As he grew up he had turned it into a second control room, one cut off
from the outside world. The computers
inside were connected to no phone lines, and there was no Internet.
He had turned it into his
and Aria’s private nest.
As he walked down the
familiar path, Ashtyn and the other girl behind him, he almost felt like he was
defiling the place by bringing someone else there, and they were women no
less. He knew that Aria wouldn’t
mind. She didn’t have a bit of jealousy
in her, but Q minded. It was one more
thing he could blame his mother for.
“So, that old woman we
saw, that was your…” Ashtyn’s voice drifted through the shadows.
“Yes.” Q didn’t
turn. He knew that taking his eyes off
the path could mean taking a headfirst tumble into a ditch, or worse, off a
cliff. “Well, what my mother became.”
As they walked, he
explained the whole story. His mother
hadn’t always been a dark witch, but as he grew up, and grew away, her jealousy
began to taint her heart. The magic had
drained his mother’s beauty, her life force, and before long she had turned
into the withered old hag they had seen on the screen.
When he had met Aria,
they had fallen quickly in love, and that put her in his mother’s sites. The night that he and Aria had planned to
leave for the mainland, where they were planning to run away and get married, his
mother had struck. She had murdered
Aria, trapping her soul in the crystal.
Q had only managed to
escape by sheer luck, and his mother’s inability to truly harm him. He had taken the crystal and fled, but not
before getting his revenge.
“What did you do?” It was
the other girl’s voice that cut through the darkness this time.
“Late one night, while
she was in her temple, her mind completely lost in some trance, I knocked her
out.” He hugged the crystal tighter to his chest. “Part of me wanted to kill her, but she was
still my mother.

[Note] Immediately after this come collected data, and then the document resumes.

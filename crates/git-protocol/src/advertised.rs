//! Decoder/encoder for the first message a server sends on the smart
//! transport: the advertised-refs message that opens `upload-pack` and
//! `receive-pack`.
//!
//! This is distinct from [`v1::parse_ref_advertisement`](crate::v1::parse_ref_advertisement),
//! which is wired into the live fetch/push handshake and tolerates the v2
//! "version 2" upgrade line. [`AdvertisedRefs`] is the strict, round-trippable
//! codec: decode is exact about malformed input and encode reproduces
//! byte-identical output from the same logical content, which is what
//! callers doing ref-advertisement caching, testing, or pass-through need.

use std::collections::BTreeMap;
use std::io::{Read, Write};

use bstr::BString;
use git_hash::{HashAlgorithm, ObjectId};

use crate::capability::Capabilities;
use crate::pktline::{PktLine, PktLineReader, PktLineWriter, MAX_PKT_DATA_LEN};

/// Errors specific to decoding/encoding an advertised-refs message.
#[derive(Debug, thiserror::Error)]
pub enum AdvertisedRefsError {
    #[error("advertised-refs line too short")]
    TooShort,

    #[error("invalid hash")]
    InvalidHash,

    #[error("invalid hash text")]
    InvalidHashText,

    #[error("no space after hash")]
    NoSpaceAfterHash,

    #[error("NULL not found")]
    NulNotFound,

    #[error("malformed zero-id line")]
    MalformedZeroId,

    #[error("malformed shallow prefix")]
    MalformedShallowPrefix,

    #[error("payload exceeds pkt-line maximum")]
    PayloadTooLong,

    #[error(transparent)]
    Protocol(#[from] crate::ProtocolError),
}

/// A fully decoded advertised-refs message.
#[derive(Debug, Clone, Default)]
pub struct AdvertisedRefs {
    /// Verbatim prefix lines preceding the first ref line (e.g. `# service=git-upload-pack`).
    pub prefix: Vec<BString>,
    /// The hash HEAD points at, if the server has any refs at all.
    pub head: Option<ObjectId>,
    /// Capabilities advertised on the first line.
    pub capabilities: Capabilities,
    /// Non-HEAD references, keyed by full ref name.
    pub references: BTreeMap<BString, ObjectId>,
    /// Peeled (dereferenced tag) targets, keyed by the ref name they peel.
    pub peeled: BTreeMap<BString, ObjectId>,
    /// `shallow <hash>` lines.
    pub shallows: Vec<ObjectId>,
}

fn strip_trailing_nl(data: &[u8]) -> &[u8] {
    if data.last() == Some(&b'\n') {
        &data[..data.len() - 1]
    } else {
        data
    }
}

/// Split a leading hex hash (40 or 64 chars) off `line`, returning the hash
/// and the remaining bytes.
fn take_hash(line: &[u8]) -> Result<(ObjectId, &[u8]), AdvertisedRefsError> {
    if line.len() < 40 {
        return Err(AdvertisedRefsError::TooShort);
    }
    for &n in &[40usize, 64usize] {
        if line.len() >= n && (line.len() == n || line[n] == b' ' || line[n] == 0) {
            let text =
                std::str::from_utf8(&line[..n]).map_err(|_| AdvertisedRefsError::InvalidHashText)?;
            return match ObjectId::from_hex(text) {
                Ok(oid) => Ok((oid, &line[n..])),
                Err(_) => Err(AdvertisedRefsError::InvalidHashText),
            };
        }
    }
    Err(AdvertisedRefsError::InvalidHash)
}

impl AdvertisedRefs {
    /// Decode an advertised-refs message from a pkt-line stream.
    pub fn decode<R: Read>(
        reader: &mut PktLineReader<R>,
    ) -> Result<Self, AdvertisedRefsError> {
        let mut prefix = Vec::new();
        let first_line;
        loop {
            match reader.read_pkt()? {
                PktLine::Data(data) => {
                    if data.first() == Some(&b'#') {
                        prefix.push(BString::from(strip_trailing_nl(&data).to_vec()));
                        continue;
                    }
                    first_line = data;
                    break;
                }
                PktLine::Flush => continue,
                PktLine::Delimiter | PktLine::ResponseEnd => {
                    return Err(AdvertisedRefsError::TooShort)
                }
            }
        }

        let mut out = AdvertisedRefs {
            prefix,
            ..Default::default()
        };

        let (oid, rest) = take_hash(&first_line)?;
        if oid.is_null() {
            let expected = b" capabilities^{}\0";
            if !rest.starts_with(expected) {
                return Err(AdvertisedRefsError::MalformedZeroId);
            }
            let caps_bytes = strip_trailing_nl(&rest[expected.len()..]);
            out.capabilities = Capabilities::parse_v1(&String::from_utf8_lossy(caps_bytes));
            out.head = None;
        } else {
            if rest.first() != Some(&b' ') {
                return Err(AdvertisedRefsError::NoSpaceAfterHash);
            }
            let rest = &rest[1..];
            let nul_pos = rest
                .iter()
                .position(|&b| b == 0)
                .ok_or(AdvertisedRefsError::NulNotFound)?;
            let refname = &rest[..nul_pos];
            let caps_bytes = strip_trailing_nl(&rest[nul_pos + 1..]);
            out.capabilities = Capabilities::parse_v1(&String::from_utf8_lossy(caps_bytes));
            if refname == b"HEAD" {
                out.head = Some(oid);
            } else {
                out.references.insert(BString::from(refname.to_vec()), oid);
            }
        }

        loop {
            match reader.read_pkt()? {
                PktLine::Flush => break,
                PktLine::Data(data) => {
                    let line = strip_trailing_nl(&data);
                    if line.starts_with(b"shallow") {
                        if line.len() < 9 || line[7] != b' ' {
                            return Err(AdvertisedRefsError::MalformedShallowPrefix);
                        }
                        let text = std::str::from_utf8(&line[8..])
                            .map_err(|_| AdvertisedRefsError::InvalidHashText)?;
                        let hash = ObjectId::from_hex(text)
                            .map_err(|_| AdvertisedRefsError::InvalidHashText)?;
                        out.shallows.push(hash);
                    } else {
                        let (hash, rest) = take_hash(line)?;
                        if rest.first() != Some(&b' ') {
                            return Err(AdvertisedRefsError::NoSpaceAfterHash);
                        }
                        let name = &rest[1..];
                        if let Some(base) = name.strip_suffix(b"^{}") {
                            out.peeled.insert(BString::from(base.to_vec()), hash);
                        } else {
                            out.references.insert(BString::from(name.to_vec()), hash);
                        }
                    }
                }
                PktLine::Delimiter | PktLine::ResponseEnd => {
                    return Err(AdvertisedRefsError::TooShort)
                }
            }
        }

        Ok(out)
    }

    /// The hash algorithm in use, inferred from whatever hash is present.
    fn algorithm(&self) -> HashAlgorithm {
        self.head
            .or_else(|| self.references.values().next().copied())
            .or_else(|| self.shallows.first().copied())
            .map(|h| h.algorithm())
            .unwrap_or_default()
    }

    /// Encode this message back to a pkt-line stream.
    ///
    /// Capabilities are sorted alphabetically, references are sorted
    /// lexicographically by name with any peeled line immediately
    /// following, and shallows are sorted after all refs. Two
    /// [`AdvertisedRefs`] values built from the same logical content
    /// always encode to byte-identical output.
    pub fn encode<W: Write>(
        &self,
        writer: &mut PktLineWriter<W>,
    ) -> Result<(), AdvertisedRefsError> {
        for line in &self.prefix {
            write_checked(writer, &format!("{line}\n"))?;
        }
        if !self.prefix.is_empty() {
            writer.write_flush()?;
        }

        let mut cap_strings: Vec<String> = self
            .capabilities
            .entries()
            .iter()
            .map(|e| match &e.value {
                Some(v) => format!("{}={}", e.name, v),
                None => e.name.clone(),
            })
            .collect();
        cap_strings.sort();
        let caps_str = cap_strings.join(" ");

        let first_line = match self.head {
            Some(head) => format!("{} HEAD\0{}\n", head.to_hex(), caps_str),
            None => {
                let null_hex = "0".repeat(self.algorithm().hex_len());
                format!("{null_hex} capabilities^{{}}\0{caps_str}\n")
            }
        };
        write_checked(writer, &first_line)?;

        let mut names: Vec<&BString> = self.references.keys().collect();
        names.sort();
        for name in names {
            let oid = self.references[name];
            write_checked(writer, &format!("{} {name}\n", oid.to_hex()))?;
            if let Some(peeled) = self.peeled.get(name) {
                write_checked(writer, &format!("{} {name}^{{}}\n", peeled.to_hex()))?;
            }
        }

        let mut shallows = self.shallows.clone();
        shallows.sort();
        for hash in shallows {
            write_checked(writer, &format!("shallow {}\n", hash.to_hex()))?;
        }

        writer.write_flush()?;
        Ok(())
    }
}

fn write_checked<W: Write>(
    writer: &mut PktLineWriter<W>,
    text: &str,
) -> Result<(), AdvertisedRefsError> {
    if text.len() > MAX_PKT_DATA_LEN {
        return Err(AdvertisedRefsError::PayloadTooLong);
    }
    writer.write_line(text.as_bytes())?;
    Ok(())
}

Deep inside she was
still the woman who had raised me. It
was the magic that had tainted her. She
needed to be stopped, though. So I
sealed her in her temple.” He glanced
over his shoulder. “I had just assumed
she died down there.”
“I think she did.” Ashtyn
was right behind him now. “When Liz and
I fell through the floor earlier today, the room we landed in, that was the
temple, right?”
Q nodded, not sure if
Ashtyn could see him.
“After she had died, I
think her spirit remained trapped in that room, and when we fell into it, the
spirit escaped.”
It made sense to Q. He wanted to blame Ashtyn and the crew for
what they had done, but he knew it would only have been a matter of time before
that room had been found. If it hadn’t
been the film crew, then it would have been some dumb kids on a dare, or a
curious tourist.
The path they were
walking on opened to a clearing, and a few feet in front of them was the
bunker, its heavy steel and cement doorway jutting out of a small hill.